_WHAT THE EXERCISE ASKS:_ The lines to repeat are those below from the one containing "Borrow a book" down to the one containing "(status = 400, description", both included; reproduce them exactly and nothing else.

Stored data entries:
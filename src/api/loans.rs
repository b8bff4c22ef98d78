//! Loan management endpoints

use axum::{
    extract::{Path, State},
    http::StatusCode,
    Json,
};
use chrono::{DateTime, Utc};
use serde::{Deserialize, Serialize};
use utoipa::ToSchema;

use crate::{error::AppResult, models::loan::LoanDetails};

use super::AuthenticatedUser;

/// Create loan request
#[derive(Deserialize, ToSchema)]
pub struct CreateLoanRequest {
    /// Book ID to borrow
    pub book_id: i32,
}

/// Loan response with the computed due date
#[derive(Serialize, ToSchema)]
pub struct LoanResponse {
    /// Loan ID
    pub id: i32,
    /// Due date (ISO 8601 format)
    pub due_date: DateTime<Utc>,
    /// Status message
    pub message: String,
}

/// Return response
#[derive(Serialize, ToSchema)]
pub struct ReturnResponse {
    /// Return status
    pub status: String,
}

/// Loan list response
#[derive(Serialize, ToSchema)]
pub struct LoanListResponse {
    pub loans: Vec<LoanDetails>,
}

/// Borrow a book
#[utoipa::path(
    post,
    path = "/loans",
    tag = "loans",
    security(("bearer_auth" = [])),
    request_body = CreateLoanRequest,
    responses(
        (status = 201, description = "Loan created", body = LoanResponse),
        (status = 400, description = "Unrecognized loan type"),
        (status = 404, description = "Book not found"),
        (status = 409, description = "Already loaned or no copy available")
    )
)]
pub async fn create_loan(
    State(state): State<crate::AppState>,
    AuthenticatedUser(claims): AuthenticatedUser,
    Json(request): Json<CreateLoanRequest>,
) -> AppResult<(StatusCode, Json<LoanResponse>)> {
    let (loan_id, due_date) = state
        .services
        .loans
        .create_loan(claims.user_id, request.book_id)
        .await?;

    Ok((
        StatusCode::CREATED,
        Json(LoanResponse {
            id: loan_id,
            due_date,
            message: "Book loaned successfully".to_string(),
        }),
    ))
}

/// Return a borrowed book
#[utoipa::path(
    post,
    path = "/loans/{id}/return",
    tag = "loans",
    security(("bearer_auth" = [])),
    params(
        ("id" = i32, Path, description = "Loan ID")
    ),
    responses(
        (status = 200, description = "Book returned", body = ReturnResponse),
        (status = 403, description = "Not the borrower or an admin"),
        (status = 404, description = "Loan or referenced book not found")
    )
)]
pub async fn return_loan(
    State(state): State<crate::AppState>,
    AuthenticatedUser(claims): AuthenticatedUser,
    Path(loan_id): Path<i32>,
) -> AppResult<Json<ReturnResponse>> {
    state
        .services
        .loans
        .return_loan(loan_id, claims.user_id, claims.role)
        .await?;

    Ok(Json(ReturnResponse {
        status: "returned".to_string(),
    }))
}

/// List the caller's active loans
#[utoipa::path(
    get,
    path = "/loans/me",
    tag = "loans",
    security(("bearer_auth" = [])),
    responses(
        (status = 200, description = "Own active loans with late flags", body = LoanListResponse),
        (status = 401, description = "Not authenticated")
    )
)]
pub async fn my_loans(
    State(state): State<crate::AppState>,
    AuthenticatedUser(claims): AuthenticatedUser,
) -> AppResult<Json<LoanListResponse>> {
    let loans = state.services.loans.get_user_loans(claims.user_id).await?;
    Ok(Json(LoanListResponse { loans }))
}

/// List all active loans across users
#[utoipa::path(
    get,
    path = "/loans",
    tag = "loans",
    security(("bearer_auth" = [])),
    responses(
        (status = 200, description = "All active loans with borrower ids", body = LoanListResponse),
        (status = 403, description = "Admin privileges required")
    )
)]
pub async fn list_all_loans(
    State(state): State<crate::AppState>,
    AuthenticatedUser(claims): AuthenticatedUser,
) -> AppResult<Json<LoanListResponse>> {
    claims.require_admin()?;

    let loans = state.services.loans.get_all_loans().await?;
    Ok(Json(LoanListResponse { loans }))
}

_SOLUTION TO THIS PROBLEM:_
/// Borrow a book
#[utoipa::path(
    post,
    path = "/loans",
    tag = "loans",
    security(("bearer_auth" = [])),
    request_body = CreateLoanRequest,
    responses(
        (status = 201, description = "Loan created", body = LoanResponse),
        (status = 400, description = "Unrecognized loan type"),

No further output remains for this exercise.